_EXTRACTED ENTRIES_:
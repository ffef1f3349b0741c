//! Gemini Provider
//!
//! Implementation of the LlmProvider trait for Google's Generative Language
//! REST API (`models/{model}:generateContent`).

use async_trait::async_trait;
use serde::Deserialize;
use tracing::debug;
use url::Url;

use super::provider::{missing_api_key_error, network_error, parse_http_error, LlmProvider};
use super::types::{
    LlmError, LlmRequestOptions, LlmResponse, LlmResult, ProviderConfig, StopReason, UsageStats,
};
use crate::http_client::build_http_client;

/// Default Gemini API endpoint
const GEMINI_API_URL: &str = "https://generativelanguage.googleapis.com/v1beta";

/// Header carrying the API key
const API_KEY_HEADER: &str = "x-goog-api-key";

/// Gemini provider
pub struct GeminiProvider {
    config: ProviderConfig,
    client: reqwest::Client,
}

impl GeminiProvider {
    /// Create a new Gemini provider with the given configuration
    pub fn new(config: ProviderConfig) -> LlmResult<Self> {
        let client = build_http_client(config.proxy_url.as_deref())?;
        Ok(Self { config, client })
    }

    /// Get the API base URL
    fn base_url(&self) -> &str {
        self.config
            .base_url
            .as_deref()
            .unwrap_or(GEMINI_API_URL)
            .trim_end_matches('/')
    }

    /// Build an endpoint under the base URL
    fn url(&self, path: &str) -> LlmResult<Url> {
        let raw = format!("{}/{}", self.base_url(), path);
        Url::parse(&raw).map_err(|e| LlmError::InvalidRequest {
            message: format!("Invalid Gemini endpoint {}: {}", raw, e),
        })
    }

    /// Build the `generateContent` endpoint for a model
    fn endpoint(&self, model: &str) -> LlmResult<Url> {
        self.url(&format!("models/{}:generateContent", model))
    }

    /// Build the request body for the API
    fn build_request_body(&self, prompt: &str, options: &LlmRequestOptions) -> serde_json::Value {
        let mut generation_config = serde_json::json!({
            "temperature": options.temperature_override.unwrap_or(self.config.temperature),
            "topP": self.config.top_p,
            "topK": self.config.top_k,
            "maxOutputTokens": options.max_tokens_override.unwrap_or(self.config.max_tokens),
        });

        if self.config.json_mode && !options.plain_text {
            generation_config["responseMimeType"] = serde_json::json!("application/json");
        } else {
            generation_config["responseMimeType"] = serde_json::json!("text/plain");
        }

        serde_json::json!({
            "contents": [{
                "role": "user",
                "parts": [{ "text": prompt }]
            }],
            "generationConfig": generation_config,
        })
    }

    /// Parse the API response into an LlmResponse
    fn parse_response(&self, model: &str, response: GeminiResponse) -> LlmResult<LlmResponse> {
        let candidate = match response.candidates.into_iter().next() {
            Some(candidate) => candidate,
            None => {
                let reason = response
                    .prompt_feedback
                    .and_then(|f| f.block_reason)
                    .unwrap_or_else(|| "no candidates returned".to_string());
                return Err(LlmError::ParseError {
                    message: format!("Gemini returned no content: {}", reason),
                });
            }
        };

        let text: String = candidate
            .content
            .map(|c| {
                c.parts
                    .into_iter()
                    .filter_map(|p| p.text)
                    .collect::<Vec<_>>()
                    .join("")
            })
            .unwrap_or_default();

        let stop_reason = candidate
            .finish_reason
            .as_deref()
            .map(StopReason::from)
            .unwrap_or(StopReason::EndTurn);

        let usage = response
            .usage_metadata
            .map(|u| UsageStats {
                input_tokens: u.prompt_token_count,
                output_tokens: u.candidates_token_count,
            })
            .unwrap_or_default();

        Ok(LlmResponse {
            content: if text.is_empty() { None } else { Some(text) },
            stop_reason,
            usage,
            model: response.model_version.unwrap_or_else(|| model.to_string()),
        })
    }
}

#[async_trait]
impl LlmProvider for GeminiProvider {
    fn name(&self) -> &'static str {
        "gemini"
    }

    async fn generate(
        &self,
        model: &str,
        prompt: &str,
        options: &LlmRequestOptions,
    ) -> LlmResult<LlmResponse> {
        let api_key = self
            .config
            .api_key
            .as_ref()
            .ok_or_else(|| missing_api_key_error("gemini"))?;

        let url = self.endpoint(model)?;
        let body = self.build_request_body(prompt, options);

        debug!(model = %model, prompt_len = prompt.len(), "Sending Gemini generateContent request");

        let response = self
            .client
            .post(url)
            .header(API_KEY_HEADER, api_key)
            .header("Content-Type", "application/json")
            .json(&body)
            .send()
            .await
            .map_err(network_error)?;

        let status = response.status().as_u16();
        let body_text = response.text().await.map_err(network_error)?;

        if status != 200 {
            return Err(parse_http_error(status, &body_text, "gemini"));
        }

        let gemini_response: GeminiResponse =
            serde_json::from_str(&body_text).map_err(|e| LlmError::ParseError {
                message: format!("Failed to parse response: {}", e),
            })?;

        self.parse_response(model, gemini_response)
    }

    async fn health_check(&self) -> LlmResult<()> {
        let api_key = self
            .config
            .api_key
            .as_ref()
            .ok_or_else(|| missing_api_key_error("gemini"))?;

        let response = self
            .client
            .get(self.url("models")?)
            .header(API_KEY_HEADER, api_key)
            .send()
            .await
            .map_err(network_error)?;

        let status = response.status().as_u16();
        if status == 200 {
            Ok(())
        } else {
            let body = response.text().await.unwrap_or_default();
            Err(parse_http_error(status, &body, "gemini"))
        }
    }

    fn config(&self) -> &ProviderConfig {
        &self.config
    }
}

// Gemini API response types

#[derive(Debug, Deserialize)]
#[serde(rename_all = "camelCase")]
struct GeminiResponse {
    #[serde(default)]
    candidates: Vec<Candidate>,
    prompt_feedback: Option<PromptFeedback>,
    usage_metadata: Option<UsageMetadata>,
    model_version: Option<String>,
}

#[derive(Debug, Deserialize)]
#[serde(rename_all = "camelCase")]
struct Candidate {
    content: Option<CandidateContent>,
    finish_reason: Option<String>,
}

#[derive(Debug, Deserialize)]
struct CandidateContent {
    #[serde(default)]
    parts: Vec<Part>,
}

#[derive(Debug, Deserialize)]
struct Part {
    text: Option<String>,
}

#[derive(Debug, Deserialize)]
#[serde(rename_all = "camelCase")]
struct PromptFeedback {
    block_reason: Option<String>,
}

#[derive(Debug, Deserialize)]
#[serde(rename_all = "camelCase")]
struct UsageMetadata {
    #[serde(default)]
    prompt_token_count: u32,
    #[serde(default)]
    candidates_token_count: u32,
}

_WORK ITEM_:
Output, from the data above, the lines from the line with "use tracing::debug;" to the line with "let mut generation_config" exactly as they stand, both ends included and nothing else.

_ANSWER FOR THE TASK_:
use tracing::debug;
use url::Url;

use super::provider::{missing_api_key_error, network_error, parse_http_error, LlmProvider};
use super::types::{
    LlmError, LlmRequestOptions, LlmResponse, LlmResult, ProviderConfig, StopReason, UsageStats,
};
use crate::http_client::build_http_client;

/// Default Gemini API endpoint
const GEMINI_API_URL: &str = "https://generativelanguage.googleapis.com/v1beta";

/// Header carrying the API key
const API_KEY_HEADER: &str = "x-goog-api-key";

/// Gemini provider
pub struct GeminiProvider {
    config: ProviderConfig,
    client: reqwest::Client,
}

impl GeminiProvider {
    /// Create a new Gemini provider with the given configuration
    pub fn new(config: ProviderConfig) -> LlmResult<Self> {
        let client = build_http_client(config.proxy_url.as_deref())?;
        Ok(Self { config, client })
    }

    /// Get the API base URL
    fn base_url(&self) -> &str {
        self.config
            .base_url
            .as_deref()
            .unwrap_or(GEMINI_API_URL)
            .trim_end_matches('/')
    }

    /// Build an endpoint under the base URL
    fn url(&self, path: &str) -> LlmResult<Url> {
        let raw = format!("{}/{}", self.base_url(), path);
        Url::parse(&raw).map_err(|e| LlmError::InvalidRequest {
            message: format!("Invalid Gemini endpoint {}: {}", raw, e),
        })
    }

    /// Build the `generateContent` endpoint for a model
    fn endpoint(&self, model: &str) -> LlmResult<Url> {
        self.url(&format!("models/{}:generateContent", model))
    }

    /// Build the request body for the API
    fn build_request_body(&self, prompt: &str, options: &LlmRequestOptions) -> serde_json::Value {
        let mut generation_config = serde_json::json!({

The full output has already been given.